In Cell this week, Silva, Carmichael, and their collaborators showed that CCR5 levels in mouse neurons skyrocket after stroke and can remain elevated for weeks—and that the protein appears to hamper recovery. The team blocked CCR5 with maraviroc or a gene that interferes with its production, and then ran the mice through tests of motor ability—for example, counting how many times their feet slipped as they walked across a metal grid. Treated mice showed greater motor improvements than controls at the end of the 9-week testing period.

Even if the researchers waited until 3 weeks after a stroke to give the animals maraviroc, it improved their performance. In previous studies, nothing has seemed to help at that point, says Dale Corbett, a neuroscientist specializing in stroke recovery at the University of Ottawa. The new results, he says, suggest “it may be feasible to reopen this recovery window in people.”

Blocking CCR5 seemed to help maintain connections between neurons adjacent to the injured site. And it caused neurons in motor regions to sprout more projections to the opposite side of the brain, a process that might help a mouse relearn lost movements.

What CCR5 does in the poststroke brain is hazy. Surging CCR5 is part of the inflammatory response to stroke, says Robyn Klein, a neuroimmunologist at Washington University School of Medicine in St. Louis, Missouri. In flammatory molecules may prompt neurons to express more of this chemokine receptor. In the developing brain, chemokines are known to influence how neurons migrate and connect. After stroke, they seem to decrease the number of connection sites on neurons near the damage. (How that process hinders regrowth and recovery isn’t clear.)

Carmichael notes that blocking CCR5 also caused neurons to express genes that increase their excitability, making them fire more readily. He suspects that neurons boost CCR5 after a stroke to dampen their activity and lie low to avoid a deadly cellular frenzy known as excitotoxicity. But because the protein then sticks around, that protective mechanism gets in the way of recovery.

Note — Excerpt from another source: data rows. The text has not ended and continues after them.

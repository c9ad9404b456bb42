//! Copyright © 2025-2026 Wenze Wei. All Rights Reserved.
//!
//! This file is part of Zic.
//! The Zic project belongs to the Dunimd Team.
//!
//! Licensed under the Apache License, Version 2.0 (the "License");
//! You may not use this file except in compliance with the License.
//! You may obtain a copy of the License at
//!
//!     http://www.apache.org/licenses/LICENSE-2.0
//!
//! Unless required by applicable law or agreed to in writing, software
//! distributed under the License is distributed on an "AS IS" BASIS,
//! WITHOUT WARRANTIES OR CONDITIONS OF ANY KIND, either express or implied.
//! See the License for the specific language governing permissions and
//! limitations under the License.

//! # Zic Record Module
//!
//! Validation failures are data, not errors. Every rule that rejects a value
//! appends one [`ZiErrorRecord`] to the [`ZiErrorCollector`] owned by the
//! current validator call, and the call returns a [`ZiOutcome`].
//!
//! ## Shape
//!
//! Records serialize to the external shape
//! `{ "type", "field", "actual"?, "expected"?, "message"? }`; optional members are
//! omitted when absent.
//!
//! ```rust
//! use serde_json::json;
//! use zic::record::ZiErrorRecord;
//!
//! let record = ZiErrorRecord::new("number", "payload.user.id")
//!     .with_actual(json!("nope"))
//!     .with_message("The 'payload.user.id' field must be a number.");
//!
//! assert_eq!(
//!     serde_json::to_value(&record).unwrap(),
//!     json!({
//!         "type": "number",
//!         "field": "payload.user.id",
//!         "actual": "nope",
//!         "message": "The 'payload.user.id' field must be a number."
//!     })
//! );
//! ```

use serde::{Deserialize, Serialize, Serializer};
use serde_json::Value;

/// One validation failure, in the order it was recorded.
#[derive(Clone, Debug, PartialEq, Serialize, Deserialize)]
pub struct ZiErrorRecord {
    /// Rule-level error type, e.g. `number` or `stringMin`.
    #[serde(rename = "type")]
    pub kind: String,
    /// Dotted path of the offending value; array elements render as `[i]`.
    pub field: String,
    #[serde(default, skip_serializing_if = "Option::is_none")]
    pub actual: Option<Value>,
    #[serde(default, skip_serializing_if = "Option::is_none")]
    pub expected: Option<Value>,
    #[serde(default, skip_serializing_if = "Option::is_none")]
    pub message: Option<String>,
}

impl ZiErrorRecord {
    pub fn new(kind: impl Into<String>, field: impl Into<String>) -> Self {
        Self {
            kind: kind.into(),
            field: field.into(),
            actual: None,
            expected: None,
            message: None,
        }
    }

    pub fn with_actual(mut self, actual: Value) -> Self {
        self.actual = Some(actual);
        self
    }

    pub fn with_expected(mut self, expected: Value) -> Self {
        self.expected = Some(expected);
        self
    }

    pub fn with_message(mut self, message: impl Into<String>) -> Self {
        self.message = Some(message.into());
        self
    }
}

/// A failure as reported by a rule or a custom check.
///
/// Issues carry no field path and usually no message: the run-time scope
/// fills both when the issue is recorded, so the path is only rendered on
/// the failure path.
#[derive(Clone, Debug, PartialEq)]
pub struct ZiIssue {
    pub kind: String,
    pub actual: Option<Value>,
    pub expected: Option<Value>,
    pub message: Option<String>,
}

impl ZiIssue {
    pub fn new(kind: impl Into<String>) -> Self {
        Self {
            kind: kind.into(),
            actual: None,
            expected: None,
            message: None,
        }
    }

    pub fn actual(mut self, actual: Value) -> Self {
        self.actual = Some(actual);
        self
    }

    pub fn expected(mut self, expected: impl Into<Value>) -> Self {
        self.expected = Some(expected.into());
        self
    }

    pub fn message(mut self, message: impl Into<String>) -> Self {
        self.message = Some(message.into());
        self
    }
}

/// Ordered, append-only list of records for a single validator call.
///
/// There is deliberately no way to remove or reorder records; rules detect
/// their own failures by comparing [`len`](Self::len) before and after.
#[derive(Clone, Debug, Default)]
pub struct ZiErrorCollector {
    records: Vec<ZiErrorRecord>,
}

impl ZiErrorCollector {
    pub fn new() -> Self {
        Self::default()
    }

    pub fn push(&mut self, record: ZiErrorRecord) {
        self.records.push(record);
    }

    pub fn len(&self) -> usize {
        self.records.len()
    }

    pub fn is_empty(&self) -> bool {
        self.records.is_empty()
    }

    pub fn records(&self) -> &[ZiErrorRecord] {
        &self.records
    }

    pub fn into_records(self) -> Vec<ZiErrorRecord> {
        self.records
    }
}

/// Result of one validator call: accepted, or rejected with at least one record.
#[derive(Clone, Debug, PartialEq)]
pub enum ZiOutcome {
    Valid,
    Invalid(Vec<ZiErrorRecord>),
}

impl ZiOutcome {
    pub fn is_valid(&self) -> bool {
        matches!(self, ZiOutcome::Valid)
    }

    /// Records of a rejected value; empty for an accepted one.
    pub fn errors(&self) -> &[ZiErrorRecord] {
        match self {
            ZiOutcome::Valid => &[],
            ZiOutcome::Invalid(records) => records,
        }
    }

    pub fn into_result(self) -> std::result::Result<(), Vec<ZiErrorRecord>> {
        match self {
            ZiOutcome::Valid => Ok(()),
            ZiOutcome::Invalid(records) => Err(records),
        }
    }
}

impl From<ZiErrorCollector> for ZiOutcome {
    fn from(collector: ZiErrorCollector) -> Self {
        if collector.is_empty() {
            ZiOutcome::Valid
        } else {
            ZiOutcome::Invalid(collector.into_records())
        }
    }
}

/// Serializes as the literal `true` or as the record list.
impl Serialize for ZiOutcome {
    fn serialize<S: Serializer>(&self, serializer: S) -> std::result::Result<S::Ok, S::Error> {
        match self {
            ZiOutcome::Valid => serializer.serialize_bool(true),
            ZiOutcome::Invalid(records) => records.serialize(serializer),
        }
    }
}
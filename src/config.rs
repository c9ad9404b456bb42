//! Copyright © 2025-2026 Wenze Wei. All Rights Reserved.
//!
//! This file is part of Zic.
//! The Zic project belongs to the Dunimd Team.
//!
//! Licensed under the Apache License, Version 2.0 (the "License");
//! You may not use this file except in compliance with the License.
//! You may obtain a copy of the License at
//!
//!     http://www.apache.org/licenses/LICENSE-2.0
//!
//! Unless required by applicable law or agreed to in writing, software
//! distributed under the License is distributed on an "AS IS" BASIS,
//! WITHOUT WARRANTIES OR CONDITIONS OF ANY KIND, either express or implied.
//! See the License for the specific language governing permissions and
//! limitations under the License.

use std::collections::HashMap;

use serde::{Deserialize, Serialize};
use serde_json::Value;

use crate::context::ZiExecutionMode;
use crate::errors::Result;
use crate::messages::ZiMessages;

/// Configuration of a [`ZiCompiler`](crate::compiler::ZiCompiler).
#[derive(Clone, Debug, Default, PartialEq, Serialize, Deserialize)]
#[serde(default)]
pub struct ZiCompilerConfig {
    /// Mode used when the root schema does not declare `$$async`.
    pub default_mode: ZiExecutionMode,
    /// Message template overrides keyed by error type.
    pub messages: HashMap<String, String>,
}

impl ZiCompilerConfig {
    pub fn new() -> Self {
        Self::default()
    }

    pub fn with_default_mode(mut self, mode: ZiExecutionMode) -> Self {
        self.default_mode = mode;
        self
    }

    pub fn with_message(mut self, kind: impl Into<String>, template: impl Into<String>) -> Self {
        self.messages.insert(kind.into(), template.into());
        self
    }

    pub fn from_json_str(source: &str) -> Result<Self> {
        Ok(serde_json::from_str(source)?)
    }

    #[cfg(feature = "yaml")]
    pub fn from_yaml_str(source: &str) -> Result<Self> {
        Ok(serde_yaml::from_str(source)?)
    }

    /// Default templates with this config's overrides applied.
    pub fn build_messages(&self) -> ZiMessages {
        let mut messages = ZiMessages::default();
        for (kind, template) in &self.messages {
            messages.set(kind.as_str(), template.as_str());
        }
        messages
    }
}

/// Partial config where every field may be left out.
#[derive(Clone, Debug, Default, Serialize, Deserialize)]
pub struct ZiCompilerConfigBuilder {
    pub default_mode: Option<ZiExecutionMode>,
    pub messages: Option<HashMap<String, String>>,
}

impl ZiCompilerConfigBuilder {
    pub fn build(self) -> ZiCompilerConfig {
        let base = ZiCompilerConfig::default();
        ZiCompilerConfig {
            default_mode: self.default_mode.unwrap_or(base.default_mode),
            messages: self.messages.unwrap_or(base.messages),
        }
    }

    /// Builds from a JSON value, falling back to defaults on a malformed one.
    pub fn from_json(value: &Value) -> ZiCompilerConfig {
        let builder: ZiCompilerConfigBuilder =
            serde_json::from_value(value.clone()).unwrap_or_else(|err| {
                log::warn!("invalid compiler config, using defaults: {}", err);
                ZiCompilerConfigBuilder::default()
            });
        builder.build()
    }
}
//! Copyright © 2025-2026 Wenze Wei. All Rights Reserved.
//!
//! This file is part of Zic.
//! The Zic project belongs to the Dunimd Team.
//!
//! Licensed under the Apache License, Version 2.0 (the "License");
//! You may not use this file except in compliance with the License.
//! You may obtain a copy of the License at
//!
//!     http://www.apache.org/licenses/LICENSE-2.0
//!
//! Unless required by applicable law or agreed to in writing, software
//! distributed under the License is distributed on an "AS IS" BASIS,
//! WITHOUT WARRANTIES OR CONDITIONS OF ANY KIND, either express or implied.
//! See the License for the specific language governing permissions and
//! limitations under the License.

//! # Zic Compilation Context
//!
//! State owned by one `compile` call:
//!
//! - the fragment table, where every compiled rule is registered at a stable,
//!   monotonically assigned index;
//! - the execution mode, fixed before the first rule is compiled;
//! - the compile-time label of the rule being compiled, used only to name the
//!   location of compile errors.
//!
//! Composite rule compilers recurse through [`ZiCompileContext::compile_nested`].

use std::fmt;
use std::sync::Arc;

use futures::future::{self, FutureExt};
use serde::{Deserialize, Serialize};
use serde_json::Value;

use crate::compiler::ZiCompiler;
use crate::errors::Result;
use crate::fragment::{render_path, ZiContinuation, ZiFragment, ZiScope, ZiSegment};
use crate::schema::ZiSchema;

/// Calling convention of a compiled validator, fixed for its lifetime.
#[derive(Clone, Copy, Debug, Default, PartialEq, Eq, Hash, Serialize, Deserialize)]
#[serde(rename_all = "lowercase")]
pub enum ZiExecutionMode {
    #[default]
    Sync,
    Async,
}

impl fmt::Display for ZiExecutionMode {
    fn fmt(&self, f: &mut fmt::Formatter<'_>) -> fmt::Result {
        match self {
            ZiExecutionMode::Sync => f.write_str("sync"),
            ZiExecutionMode::Async => f.write_str("async"),
        }
    }
}

/// Per-compile mutable state handed to every rule compiler.
pub struct ZiCompileContext<'c> {
    compiler: &'c ZiCompiler,
    mode: ZiExecutionMode,
    fragments: Vec<ZiFragment>,
    label: Vec<ZiSegment>,
}

impl<'c> ZiCompileContext<'c> {
    pub(crate) fn new(compiler: &'c ZiCompiler, mode: ZiExecutionMode) -> Self {
        Self {
            compiler,
            mode,
            fragments: Vec::new(),
            label: Vec::new(),
        }
    }

    pub fn mode(&self) -> ZiExecutionMode {
        self.mode
    }

    /// Label of the rule currently being compiled, e.g. `payload.user.id`.
    pub fn label(&self) -> String {
        render_path(&self.label)
    }

    /// Adds `fragment` to the table and returns its index. Indices are never
    /// reused or renumbered.
    pub fn register_fragment(&mut self, fragment: ZiFragment) -> usize {
        let index = self.fragments.len();
        self.fragments.push(fragment);
        log::trace!("registered fragment #{} at '{}'", index, self.label());
        index
    }

    pub fn fragment(&self, index: usize) -> Option<&ZiFragment> {
        self.fragments.get(index)
    }

    pub fn fragment_count(&self) -> usize {
        self.fragments.len()
    }

    /// Compiles a nested schema node, extending the label with `segment`
    /// (pipe steps pass `None`: they validate the same field).
    pub fn compile_nested(
        &mut self,
        segment: Option<ZiSegment>,
        schema: &ZiSchema,
        next: ZiContinuation,
    ) -> Result<ZiFragment> {
        let compiler = self.compiler;
        let pushed = segment.is_some();
        if let Some(segment) = segment {
            self.label.push(segment);
        }
        let compiled = compiler.compile_rule(schema, self, next);
        if pushed {
            self.label.pop();
        }
        compiled
    }

    /// Convenience for [`compile_nested`](Self::compile_nested) under an object key.
    pub fn compile_field(&mut self, key: &str, schema: &ZiSchema) -> Result<ZiFragment> {
        self.compile_nested(
            Some(ZiSegment::Key(Arc::from(key))),
            schema,
            ZiContinuation::Return,
        )
    }

    /// Wraps a synchronous check/transform body into a fragment of the
    /// active mode.
    pub fn leaf<F>(&self, body: F) -> ZiFragment
    where
        F: Fn(Value, &mut ZiScope) -> Value + Send + Sync + 'static,
    {
        match self.mode {
            ZiExecutionMode::Sync => ZiFragment::immediate(body),
            ZiExecutionMode::Async => ZiFragment::suspending(move |value, scope| {
                future::ready(body(value, scope)).boxed()
            }),
        }
    }

    /// Fragment that returns its input untouched.
    pub fn identity(&self) -> ZiFragment {
        ZiFragment::identity(self.mode)
    }

    pub(crate) fn into_fragments(self) -> Vec<ZiFragment> {
        self.fragments
    }
}
//! Copyright © 2025-2026 Wenze Wei. All Rights Reserved.
//!
//! This file is part of Zic.
//! The Zic project belongs to the Dunimd Team.
//!
//! Licensed under the Apache License, Version 2.0 (the "License");
//! You may not use this file except in compliance with the License.
//! You may obtain a copy of the License at
//!
//!     http://www.apache.org/licenses/LICENSE-2.0
//!
//! Unless required by applicable law or agreed to in writing, software
//! distributed under the License is distributed on an "AS IS" BASIS,
//! WITHOUT WARRANTIES OR CONDITIONS OF ANY KIND, either express or implied.
//! See the License for the specific language governing permissions and
//! limitations under the License.

//! # Pipe Rule
//!
//! Threads one value through `steps` in declaration order. Each stage receives
//! the previous stage's output; the first stage that records an error stops
//! the pipe, and its output is the pipe's output.
//!
//! A `steps` option that is missing or not a sequence compiles to the identity
//! fragment rather than a compile error.

use std::future::Future;

use serde_json::Value;

use crate::context::ZiCompileContext;
use crate::errors::Result;
use crate::fragment::{with_execution, ZiContinuation, ZiExecution, ZiFragment, ZiRunner, ZiScope};
use crate::registry::ZiRuleDescriptor;

pub fn compile_pipe(rule: &ZiRuleDescriptor, ctx: &mut ZiCompileContext<'_>) -> Result<ZiFragment> {
    let Some(steps) = rule.sequence("steps")? else {
        if rule.has("steps") {
            log::warn!(
                "pipe at '{}' has non-sequence 'steps', compiling to identity",
                rule.label()
            );
        }
        return Ok(ctx.identity());
    };

    let mut stages = Vec::with_capacity(steps.len());
    for step in &steps {
        stages.push(ctx.compile_nested(None, step, ZiContinuation::Return)?);
    }
    with_execution!(ctx.mode(), E => pipeline::<E>(&stages))
}

struct ZiPipe<E: ZiExecution> {
    stages: Vec<E::Stage>,
}

fn pipeline<E: ZiExecution>(stages: &[ZiFragment]) -> Result<ZiFragment> {
    let stages = stages.iter().map(E::stage).collect::<Result<Vec<_>>>()?;
    Ok(E::seal(ZiPipe::<E> { stages }))
}

impl<E: ZiExecution> ZiRunner<E> for ZiPipe<E> {
    fn run<'s>(
        &'s self,
        value: Value,
        scope: &'s mut ZiScope,
    ) -> impl Future<Output = Value> + Send + 's {
        async move {
            let mut current = value;
            for stage in &self.stages {
                let before = scope.error_count();
                current = E::call(stage, current, scope).await;
                if scope.error_count() > before {
                    break;
                }
            }
            current
        }
    }
}
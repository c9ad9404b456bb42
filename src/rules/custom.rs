//! Copyright © 2025-2026 Wenze Wei. All Rights Reserved.
//!
//! This file is part of Zic.
//! The Zic project belongs to the Dunimd Team.
//!
//! Licensed under the Apache License, Version 2.0 (the "License");
//! You may not use this file except in compliance with the License.
//! You may obtain a copy of the License at
//!
//!     http://www.apache.org/licenses/LICENSE-2.0
//!
//! Unless required by applicable law or agreed to in writing, software
//! distributed under the License is distributed on an "AS IS" BASIS,
//! WITHOUT WARRANTIES OR CONDITIONS OF ANY KIND, either express or implied.
//! See the License for the specific language governing permissions and
//! limitations under the License.

//! # Custom Rule
//!
//! Runs the user check stored in the `check` option. Synchronous checks work
//! in both modes; asynchronous checks need an asynchronous compile.

use std::sync::Arc;

use futures::FutureExt;

use crate::context::{ZiCompileContext, ZiExecutionMode};
use crate::errors::Result;
use crate::fragment::ZiFragment;
use crate::registry::ZiRuleDescriptor;
use crate::schema::ZiCheck;

pub fn compile_custom(rule: &ZiRuleDescriptor, ctx: &mut ZiCompileContext<'_>) -> Result<ZiFragment> {
    let check = rule
        .check("check")?
        .cloned()
        .ok_or_else(|| rule.invalid("check", "a check function is required"))?;

    match check {
        ZiCheck::Sync(body) => Ok(ctx.leaf(move |value, scope| body(value, scope))),
        ZiCheck::Async(_) if ctx.mode() == ZiExecutionMode::Sync => Err(rule.invalid(
            "check",
            "asynchronous checks need a schema compiled with $$async",
        )),
        ZiCheck::Async(check) => Ok(ZiFragment::suspending(move |value, scope| {
            let check = Arc::clone(&check);
            async move { check.check(value, scope).await }.boxed()
        })),
    }
}
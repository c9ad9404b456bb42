//! Copyright © 2025-2026 Wenze Wei. All Rights Reserved.
//!
//! This file is part of Zic.
//! The Zic project belongs to the Dunimd Team.
//!
//! Licensed under the Apache License, Version 2.0 (the "License");
//! You may not use this file except in compliance with the License.
//! You may obtain a copy of the License at
//!
//!     http://www.apache.org/licenses/LICENSE-2.0
//!
//! Unless required by applicable law or agreed to in writing, software
//! distributed under the License is distributed on an "AS IS" BASIS,
//! WITHOUT WARRANTIES OR CONDITIONS OF ANY KIND, either express or implied.
//! See the License for the specific language governing permissions and
//! limitations under the License.

//! # Schema Module
//!
//! The user-authored, declarative description of what a valid value looks
//! like. A schema is either a shorthand string (`"number|integer|min:1"`) or a
//! node: a rule tag plus options. Option values may themselves hold nested
//! schemas, which is how composite rules (pipe, object, array) nest to any
//! depth.
//!
//! Schemas are built in two ways:
//!
//! - **As data**, loaded from JSON or YAML by [`ZiSchemaParser`]. Option values
//!   stay raw JSON until the rule that owns them interprets them.
//! - **In code**, through the builders on [`ZiSchema`] and [`ZiSchemaNode`].
//!   This is the only way to attach custom check functions.
//!
//! ```rust
//! use serde_json::json;
//! use zic::schema::ZiSchema;
//!
//! let amount = ZiSchema::pipe([
//!     ZiSchema::node("string").option("trim", true),
//!     ZiSchema::node("number").option("convert", true).option("min", 1),
//! ]);
//! let schema: ZiSchema = ZiSchema::object([("amount", amount)]).into();
//! ```

pub mod parser;

use std::collections::BTreeMap;
use std::fmt;
use std::sync::Arc;

use async_trait::async_trait;
use futures::future::BoxFuture;
use serde_json::Value;

use crate::fragment::ZiScope;

pub use parser::{schema_from_value, ZiSchemaParser};

/// Synchronous check/transform attached to a `custom` rule.
pub type ZiCheckFn = dyn Fn(Value, &mut ZiScope) -> Value + Send + Sync;

/// Asynchronous check/transform attached to a `custom` rule.
///
/// Only usable in schemas compiled in asynchronous mode.
#[async_trait]
pub trait ZiAsyncCheck: Send + Sync {
    async fn check(&self, value: Value, scope: &mut ZiScope) -> Value;
}

/// Adapter turning a future-returning closure into a [`ZiAsyncCheck`].
pub struct ZiAsyncFn<F> {
    body: F,
}

#[async_trait]
impl<F> ZiAsyncCheck for ZiAsyncFn<F>
where
    F: for<'s> Fn(Value, &'s mut ZiScope) -> BoxFuture<'s, Value> + Send + Sync,
{
    async fn check(&self, value: Value, scope: &mut ZiScope) -> Value {
        (self.body)(value, scope).await
    }
}

/// Check function carried by a schema option.
#[derive(Clone)]
pub enum ZiCheck {
    Sync(Arc<ZiCheckFn>),
    Async(Arc<dyn ZiAsyncCheck>),
}

impl fmt::Debug for ZiCheck {
    fn fmt(&self, f: &mut fmt::Formatter<'_>) -> fmt::Result {
        match self {
            ZiCheck::Sync(_) => f.write_str("ZiCheck::Sync"),
            ZiCheck::Async(_) => f.write_str("ZiCheck::Async"),
        }
    }
}

/// Value of one schema option.
#[derive(Clone, Debug)]
pub enum ZiOption {
    /// Raw data, as loaded from a document or given as a literal.
    Value(Value),
    /// A nested schema, e.g. array `items`.
    Schema(Box<ZiSchema>),
    /// An ordered sequence of schemas, e.g. pipe `steps`.
    Sequence(Vec<ZiSchema>),
    /// Named schemas in declaration order, e.g. object `props`.
    Fields(Vec<(String, ZiSchema)>),
    Check(ZiCheck),
}

impl From<Value> for ZiOption {
    fn from(value: Value) -> Self {
        ZiOption::Value(value)
    }
}

impl From<bool> for ZiOption {
    fn from(value: bool) -> Self {
        ZiOption::Value(Value::Bool(value))
    }
}

impl From<i64> for ZiOption {
    fn from(value: i64) -> Self {
        ZiOption::Value(Value::from(value))
    }
}

impl From<i32> for ZiOption {
    fn from(value: i32) -> Self {
        ZiOption::Value(Value::from(value))
    }
}

impl From<u64> for ZiOption {
    fn from(value: u64) -> Self {
        ZiOption::Value(Value::from(value))
    }
}

impl From<f64> for ZiOption {
    fn from(value: f64) -> Self {
        ZiOption::Value(Value::from(value))
    }
}

impl From<&str> for ZiOption {
    fn from(value: &str) -> Self {
        ZiOption::Value(Value::String(value.to_string()))
    }
}

impl From<String> for ZiOption {
    fn from(value: String) -> Self {
        ZiOption::Value(Value::String(value))
    }
}

impl From<ZiSchema> for ZiOption {
    fn from(schema: ZiSchema) -> Self {
        ZiOption::Schema(Box::new(schema))
    }
}

impl From<ZiSchemaNode> for ZiOption {
    fn from(node: ZiSchemaNode) -> Self {
        ZiOption::Schema(Box::new(ZiSchema::Node(node)))
    }
}

impl From<Vec<ZiSchema>> for ZiOption {
    fn from(steps: Vec<ZiSchema>) -> Self {
        ZiOption::Sequence(steps)
    }
}

impl From<ZiCheck> for ZiOption {
    fn from(check: ZiCheck) -> Self {
        ZiOption::Check(check)
    }
}

/// A rule tag with its options.
#[derive(Clone, Debug, Default)]
pub struct ZiSchemaNode {
    rule: String,
    options: BTreeMap<String, ZiOption>,
}

impl ZiSchemaNode {
    pub fn new(rule: impl Into<String>) -> Self {
        Self {
            rule: rule.into(),
            options: BTreeMap::new(),
        }
    }

    pub fn rule(&self) -> &str {
        &self.rule
    }

    /// Builder form of [`set_option`](Self::set_option).
    pub fn option(mut self, key: impl Into<String>, value: impl Into<ZiOption>) -> Self {
        self.set_option(key, value);
        self
    }

    pub fn set_option(&mut self, key: impl Into<String>, value: impl Into<ZiOption>) {
        self.options.insert(key.into(), value.into());
    }

    pub fn get(&self, key: &str) -> Option<&ZiOption> {
        self.options.get(key)
    }

    pub fn options(&self) -> impl Iterator<Item = (&str, &ZiOption)> {
        self.options.iter().map(|(key, value)| (key.as_str(), value))
    }

    /// Missing or `null` values pass without running the rule.
    pub fn optional(self) -> Self {
        self.option("optional", true)
    }

    /// Missing or `null` values are replaced by `value`.
    pub fn default_value(self, value: Value) -> Self {
        self.option("default", value)
    }

    /// Declares that the schema must be compiled in asynchronous mode.
    /// Only meaningful on the root node.
    pub fn asynchronous(self) -> Self {
        self.option("$$async", true)
    }
}

/// A schema: shorthand text or a full node.
#[derive(Clone, Debug)]
pub enum ZiSchema {
    Shorthand(String),
    Node(ZiSchemaNode),
}

impl From<&str> for ZiSchema {
    fn from(shorthand: &str) -> Self {
        ZiSchema::Shorthand(shorthand.to_string())
    }
}

impl From<String> for ZiSchema {
    fn from(shorthand: String) -> Self {
        ZiSchema::Shorthand(shorthand)
    }
}

impl From<ZiSchemaNode> for ZiSchema {
    fn from(node: ZiSchemaNode) -> Self {
        ZiSchema::Node(node)
    }
}

impl ZiSchema {
    /// Starts a node for `rule`.
    pub fn node(rule: impl Into<String>) -> ZiSchemaNode {
        ZiSchemaNode::new(rule)
    }

    /// `pipe` node threading a value through `steps` in order.
    pub fn pipe<I, S>(steps: I) -> ZiSchemaNode
    where
        I: IntoIterator<Item = S>,
        S: Into<ZiSchema>,
    {
        let steps: Vec<ZiSchema> = steps.into_iter().map(Into::into).collect();
        ZiSchemaNode::new("pipe").option("steps", steps)
    }

    /// `object` node with `props` in declaration order.
    pub fn object<I, K, S>(props: I) -> ZiSchemaNode
    where
        I: IntoIterator<Item = (K, S)>,
        K: Into<String>,
        S: Into<ZiSchema>,
    {
        let props = props
            .into_iter()
            .map(|(key, schema)| (key.into(), schema.into()))
            .collect();
        ZiSchemaNode::new("object").option("props", ZiOption::Fields(props))
    }

    /// `array` node whose elements are validated by `items`.
    pub fn array(items: impl Into<ZiSchema>) -> ZiSchemaNode {
        ZiSchemaNode::new("array").option("items", items.into())
    }

    /// `custom` node running a synchronous check.
    pub fn custom<F>(check: F) -> ZiSchemaNode
    where
        F: Fn(Value, &mut ZiScope) -> Value + Send + Sync + 'static,
    {
        ZiSchemaNode::new("custom").option("check", ZiCheck::Sync(Arc::new(check)))
    }

    /// `custom` node running an asynchronous check.
    pub fn custom_async<C>(check: C) -> ZiSchemaNode
    where
        C: ZiAsyncCheck + 'static,
    {
        ZiSchemaNode::new("custom").option("check", ZiCheck::Async(Arc::new(check)))
    }

    /// `custom` node running a closure that returns a boxed future.
    pub fn custom_async_fn<F>(body: F) -> ZiSchemaNode
    where
        F: for<'s> Fn(Value, &'s mut ZiScope) -> BoxFuture<'s, Value> + Send + Sync + 'static,
    {
        Self::custom_async(ZiAsyncFn { body })
    }

    pub fn as_node(&self) -> Option<&ZiSchemaNode> {
        match self {
            ZiSchema::Node(node) => Some(node),
            ZiSchema::Shorthand(_) => None,
        }
    }
}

Mouse results often prove meaningless in people, but when Carmichael’s group teamed up with researchers behind the Tel Aviv Brain Acute Stroke Cohort (TABASCO) in Israel, they found encouraging clues. Roughly 10% of Europeans have a genetic deletion that cripples CCR5, and the number is higher in Jewish people of Eastern European origin. The TABASCO team identified 68 people in its cohort of stroke survivors who had at least one copy of the CCR5 mutation. Compared with people without the mutation, they performed slightly better on tests of motor and sensory skills and cognitive abilities both 6 months and 1 year after a stroke, the new study found.

“It wasn’t gangbusters better, but … the fact that they found anything is impressive,” says Steven Cramer, a stroke neurologist at UC Irvine, who has studied genes linked to stroke recovery.

Carmichael and his collaborators are now designing a clinical trial that will give 30 people maraviroc starting when they leave an inpatient rehabilitation facility—typically about 4 weeks after a stroke. The team hopes to launch the trial this year.

Meanwhile, some researchers expect the CCR5 story to inspire a broader search for brain repair strategies based on learning and memory genes. “We’ve always been talking about having a tPA-like moment for stroke recovery,” Corbett says. “Whether this is it or not, I don’t know, but at least it gives us hope.”